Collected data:
==============================

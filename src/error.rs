//! The crate's single error currency.
//!
//! Every public function in `geff` returns `Result<T, GeffError>`. Internal
//! modules are free to define narrower error types for their own concerns,
//! but they all convert into `GeffError` at the point they cross back into
//! a public API, keeping each concern's error variants local to its layer.

use std::fmt;

use thiserror::Error;

use crate::element::ElementType;

/// A grid coordinate identifying a single block within a dataset.
pub type BlockCoord = Vec<u64>;

/// Errors produced while reading or writing a GEFF group.
#[derive(Debug, Error)]
pub enum GeffError {
    /// The metadata document is present but lacks a version marker.
    #[error("metadata document at {0:?} has no geff_version")]
    MissingVersion(String),

    /// The version string parsed but its major.minor is not in the
    /// supported set.
    #[error("unsupported geff version {0:?}")]
    UnsupportedVersion(String),

    /// The version string does not parse as a GEFF version.
    #[error("malformed geff version {0:?}")]
    MalformedVersion(String),

    /// A required attribute is absent from the metadata document.
    #[error("missing required attribute {0:?}")]
    MissingRequiredAttribute(String),

    /// A required dataset is absent from the group.
    #[error("missing required dataset {0:?}")]
    MissingRequiredDataset(String),

    /// A column's length disagrees with the record count it must match.
    #[error("length mismatch at {path:?}: expected {expected}, got {actual}")]
    LengthMismatch {
        path: String,
        expected: u64,
        actual: u64,
    },

    /// A dataset's rank differs from what the caller expected.
    #[error("rank mismatch at {path:?}: expected {expected}, got {actual}")]
    RankMismatch {
        path: String,
        expected: usize,
        actual: usize,
    },

    /// An element-type coercion was requested that this crate does not
    /// define (e.g. `string -> i32`).
    #[error("type mismatch at {path:?}: cannot coerce {actual:?} to {requested:?}")]
    TypeMismatch {
        path: String,
        requested: ElementType,
        actual: ElementType,
    },

    /// The underlying block store failed while reading or writing a block.
    /// Not retried; surfaced as-is.
    #[error("block I/O error at {path:?}, block {block:?}")]
    BlockIOError {
        path: String,
        block: BlockCoord,
        #[source]
        cause: Box<dyn std::error::Error + Send + Sync>,
    },

    /// An axis is malformed: unknown name, type/name mismatch, or
    /// `min > max`.
    #[error("invalid axis: {0}")]
    InvalidAxis(String),

    /// An argument to a public operation violates a stated invariant (e.g.
    /// a color array whose length is not 4).
    #[error("invalid argument: {0}")]
    InvalidArgument(String),
}

impl GeffError {
    pub(crate) fn block_io(
        path: impl Into<String>,
        block: BlockCoord,
        cause: impl std::error::Error + Send + Sync + 'static,
    ) -> Self {
        Self::BlockIOError {
            path: path.into(),
            block,
            cause: Box::new(cause),
        }
    }
}

/// A store error that carries a plain message, for stores (like
/// [`crate::block::MemoryStore`]) that have no richer error model of their
/// own.
#[derive(Debug, Error)]
#[error("{0}")]
pub struct StoreError(pub String);

impl StoreError {
    pub fn new(msg: impl fmt::Display) -> Self {
        Self(msg.to_string())
    }
}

==============================

What you should do ->
Write all of the data above again, exactly as given.

Task solution ->
filename src/error.rs
//! The crate's single error currency.
//!
//! Every public function in `geff` returns `Result<T, GeffError>`. Internal
//! modules are free to define narrower error types for their own concerns,
//! but they all convert into `GeffError` at the point they cross back into
//! a public API, keeping each concern's error variants local to its layer.

use std::fmt;

use thiserror::Error;

use crate::element::ElementType;

/// A grid coordinate identifying a single block within a dataset.
pub type BlockCoord = Vec<u64>;

/// Errors produced while reading or writing a GEFF group.
#[derive(Debug, Error)]
pub enum GeffError {
    /// The metadata document is present but lacks a version marker.
    #[error("metadata document at {0:?} has no geff_version")]
    MissingVersion(String),

    /// The version string parsed but its major.minor is not in the
    /// supported set.
    #[error("unsupported geff version {0:?}")]
    UnsupportedVersion(String),

    /// The version string does not parse as a GEFF version.
    #[error("malformed geff version {0:?}")]
    MalformedVersion(String),

    /// A required attribute is absent from the metadata document.
    #[error("missing required attribute {0:?}")]
    MissingRequiredAttribute(String),

    /// A required dataset is absent from the group.
    #[error("missing required dataset {0:?}")]
    MissingRequiredDataset(String),

    /// A column's length disagrees with the record count it must match.
    #[error("length mismatch at {path:?}: expected {expected}, got {actual}")]
    LengthMismatch {
        path: String,
        expected: u64,
        actual: u64,
    },

    /// A dataset's rank differs from what the caller expected.
    #[error("rank mismatch at {path:?}: expected {expected}, got {actual}")]
    RankMismatch {
        path: String,
        expected: usize,
        actual: usize,
    },

    /// An element-type coercion was requested that this crate does not
    /// define (e.g. `string -> i32`).
    #[error("type mismatch at {path:?}: cannot coerce {actual:?} to {requested:?}")]
    TypeMismatch {
        path: String,
        requested: ElementType,
        actual: ElementType,
    },

    /// The underlying block store failed while reading or writing a block.
    /// Not retried; surfaced as-is.
    #[error("block I/O error at {path:?}, block {block:?}")]
    BlockIOError {
        path: String,
        block: BlockCoord,
        #[source]
        cause: Box<dyn std::error::Error + Send + Sync>,
    },

    /// An axis is malformed: unknown name, type/name mismatch, or
    /// `min > max`.
    #[error("invalid axis: {0}")]
    InvalidAxis(String),

    /// An argument to a public operation violates a stated invariant (e.g.
    /// a color array whose length is not 4).
    #[error("invalid argument: {0}")]
    InvalidArgument(String),
}

impl GeffError {
    pub(crate) fn block_io(
        path: impl Into<String>,
        block: BlockCoord,
        cause: impl std::error::Error + Send + Sync + 'static,
    ) -> Self {
        Self::BlockIOError {
            path: path.into(),
            block,
            cause: Box::new(cause),
        }
    }
}

/// A store error that carries a plain message, for stores (like
/// [`crate::block::MemoryStore`]) that have no richer error model of their
/// own.
#[derive(Debug, Error)]
#[error("{0}")]
pub struct StoreError(pub String);

impl StoreError {
    pub fn new(msg: impl fmt::Display) -> Self {
        Self(msg.to_string())
    }
}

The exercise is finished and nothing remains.